Há duas semanas o procurador-geral dos EUA, Merrick Garland, ordenou uma busca à casa de Trump na Florida. Procuraram-se documentos que o ex-presidente terá ilegalmente trazido da Casa Branca. Exatamente quais documentos, não se sabe.
Nunca antes tinha havido uma busca na residência de um antigo presidente dos EUA. Os republicanos ergueram um coro de críticas furiosas ao Departamento de Justiça. Trump ganhou apoio com essa reação.
Os republicanos que seguem as instruções de Trump têm obtido melhores resultados nas eleições primárias do partido republicano do que os muito menos numerosos republicanos que resistem ao anterior presidente. Trump tem o partido republicano na mão. Esta situação não tem a ver com ideias políticas, mas com uma falsidade, na qual muitos fingem acreditar – a fantasia segundo a qual Trump teria vencido, com larga vantagem, as eleições presidenciais de 2016; Joe Biden só é presidente, dizem eles, graças a uma fraude.
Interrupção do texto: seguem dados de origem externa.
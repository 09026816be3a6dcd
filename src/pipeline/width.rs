//! Stroke half-width estimation.

use std::collections::HashMap;

use log::{debug, warn};

use crate::error::{CurveError, Result};
use crate::grid::PixelGrid;

/// Half-width used when no pixel is thick enough to be sampled.
pub const DEFAULT_HALF_WIDTH: u32 = 1;

/// Estimate the half-width of the stroke.
///
/// Every interior black pixel is probed with growing radii along the axes;
/// the first radius whose probes leave the stroke is that pixel's sample.
/// Boundary pixels (already failing at radius 1) carry no thickness and are
/// skipped. The most frequent sample wins; among equally frequent samples
/// the one seen first in scan order is kept.
///
/// Fails with [`CurveError::InvalidInputFormat`] on the first pixel that is
/// neither black nor white.
pub fn estimate_half_width(grid: &PixelGrid) -> Result<u32> {
    // sample -> (count, first seen)
    let mut histogram: HashMap<u32, (usize, usize)> = HashMap::new();
    let mut seen = 0usize;

    for (point, colour) in grid.pixels() {
        if colour.is_white() {
            continue;
        }
        if !colour.is_black() {
            return Err(CurveError::InvalidInputFormat {
                x: point.x,
                y: point.y,
                colour,
            });
        }

        let radius = first_failing_radius(grid, point.x, point.y);
        if radius == 1 {
            continue;
        }

        let entry = histogram.entry(radius).or_insert((0, seen));
        entry.0 += 1;
        seen += 1;
    }

    let mode = histogram
        .iter()
        .max_by(|(_, (count_a, order_a)), (_, (count_b, order_b))| {
            count_a.cmp(count_b).then(order_b.cmp(order_a))
        })
        .map(|(&radius, _)| radius);

    match mode {
        Some(radius) => {
            debug!(
                "half-width {} from {} interior pixels ({} distinct radii)",
                radius,
                seen,
                histogram.len()
            );
            Ok(radius)
        }
        None => {
            warn!(
                "no interior stroke pixels, using default half-width {}",
                DEFAULT_HALF_WIDTH
            );
            Ok(DEFAULT_HALF_WIDTH)
        }
    }
}

/// Smallest radius at which `(x, y)` no longer fits inside the stroke.
fn first_failing_radius(grid: &PixelGrid, x: i32, y: i32) -> u32 {
    let mut radius = 1;
    while grid.fits(x, y, radius) {
        radius += 1;
    }
    radius as u32
}

#[cfg(test)]
mod tests {
    use super::*;
    use image::{Rgba, RgbaImage};

    const BLACK: Rgba<u8> = Rgba([0, 0, 0, 255]);

    fn canvas(width: u32, height: u32) -> RgbaImage {
        RgbaImage::from_pixel(width, height, Rgba([255, 255, 255, 255]))
    }

    fn fill(img: &mut RgbaImage, xs: std::ops::RangeInclusive<u32>, ys: std::ops::RangeInclusive<u32>) {
        for x in xs {
            for y in ys.clone() {
                img.put_pixel(x, y, BLACK);
            }
        }
    }

    #[test]
    fn test_horizontal_line_width_five() {
        let mut img = canvas(100, 100);
        fill(&mut img, 10..=90, 48..=52);

        let grid = PixelGrid::from_image(&img);
        assert_eq!(estimate_half_width(&grid).unwrap(), 2);
    }

    #[test]
    fn test_vertical_line_width_nine() {
        let mut img = canvas(60, 120);
        fill(&mut img, 26..=34, 10..=110);

        // Interior columns sample 2, 3, 4, 5, 4, 3, 2 across the stroke.
        let grid = PixelGrid::from_image(&img);
        assert_eq!(estimate_half_width(&grid).unwrap(), 2);
    }

    #[test]
    fn test_first_failing_radius() {
        let mut img = canvas(20, 20);
        fill(&mut img, 5..=15, 8..=12);
        let grid = PixelGrid::from_image(&img);

        assert_eq!(first_failing_radius(&grid, 10, 10), 3);
        assert_eq!(first_failing_radius(&grid, 10, 9), 2);
        assert_eq!(first_failing_radius(&grid, 10, 8), 1);
    }

    #[test]
    fn test_blank_image_uses_default() {
        let grid = PixelGrid::from_image(&canvas(10, 10));
        assert_eq!(estimate_half_width(&grid).unwrap(), DEFAULT_HALF_WIDTH);
    }

    #[test]
    fn test_thin_line_uses_default() {
        let mut img = canvas(30, 30);
        fill(&mut img, 2..=27, 15..=16);
        let grid = PixelGrid::from_image(&img);
        assert_eq!(estimate_half_width(&grid).unwrap(), DEFAULT_HALF_WIDTH);
    }

    #[test]
    fn test_rejects_coloured_pixel() {
        let mut img = canvas(10, 10);
        fill(&mut img, 2..=8, 2..=8);
        img.put_pixel(5, 5, Rgba([255, 0, 0, 255]));

        let grid = PixelGrid::from_image(&img);
        match estimate_half_width(&grid) {
            Err(CurveError::InvalidInputFormat { x, y, colour }) => {
                assert_eq!((x, y), (5, 5));
                assert_eq!(colour.to_rgba(), [255, 0, 0, 255]);
            }
            other => panic!("expected InvalidInputFormat, got {:?}", other),
        }
    }
}
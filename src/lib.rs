//! curvetrace - stroke centerline tracing
//!
//! A library for turning a single hand-drawn black stroke on a white raster
//! image into an ordered polyline running from one end of the stroke to the
//! other.

pub mod cli;
pub mod config;
pub mod error;
pub mod export;
pub mod grid;
pub mod logger;
pub mod output;
pub mod pipeline;
pub mod render;
pub mod types;

pub use config::SplitConfig;
pub use error::{CurveError, Result};
pub use export::{export, to_csv, to_json, to_svg, ExportFormat};
pub use grid::PixelGrid;
pub use pipeline::{
    split_curve, split_curve_staged, split_curve_with, split_image, SplitReport, TraceParams,
    TraceStep,
};
pub use render::{read_png, render_overlay, write_png, MarkStyle};
pub use types::{Colour, CurveResult, Point};
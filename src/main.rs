use clap::Parser;
use curvetrace::cli::{Cli, Commands};
use curvetrace::logger;
use curvetrace::output::Printer;
use miette::Result;

fn main() -> Result<()> {
    let cli = Cli::parse();

    let _ = logger::init(cli.verbose, cli.quiet);
    let printer = if cli.quiet {
        Printer::quiet()
    } else {
        Printer::new()
    };

    match cli.command {
        Commands::Trace(args) => curvetrace::cli::trace::run(args, &printer)?,
        Commands::Width(args) => curvetrace::cli::width::run(args, &printer)?,
        Commands::Completions(args) => curvetrace::cli::completions::run(args)?,
    }

    Ok(())
}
Mas nem Trump nem os seus seguidores do partido republicano conseguiram apresentar o mais leve indício de irregularidade nessas eleições. Estas foram declaradas livres e justas pelos responsáveis eleitorais dos 50 estados americanos. Nem essas eleições foram impugnadas por juízes estaduais e federais, incluindo juízes do Supremo Tribunal nomeados por Trump; nem, ainda, pelo procurador-geral então em exercício, Willliam Barr, também nomeado por Trump.
Trata-se de uma óbvia falsidade, própria de quem não se preocupa com a verdade e embarca nesta ficção por ela ser conveniente para as aspirações de Trump – ser reeleito em 2024. Atente-se no que essa mentira grotesca representa para a democracia americana: apenas se aceitam os resultados eleitorais quando eles são favoráveis, quando desfavoráveis são classificados de fraude.
O que é grave, embora preocupe, não é a viragem na política externa dos EUA que Trump incentivará a partir da Casa Branca. Será o fim do apoio à Ucrânia e o abandono da NATO, para manter boas relações com o seu amigo Putin. Ainda mais trágico será o abalo que sofrerá a democracia americana, uma vez que as eleições deixarão de ter sentido.
Esta deriva começa a fazer escola – veja-se Bolsonaro, que, mantendo-se nas sondagens atrás de Lula, há várias semanas que multiplica acusações ao sistema brasileiro de votação, o voto eletrónico. É o descrédito do regime democrático. Mas Bolsonaro é um adepto da tortura e da ditadura militar. O partido republicano dos EUA é o herdeiro de A. Lincoln, mas já nada tem a ver com essa herança.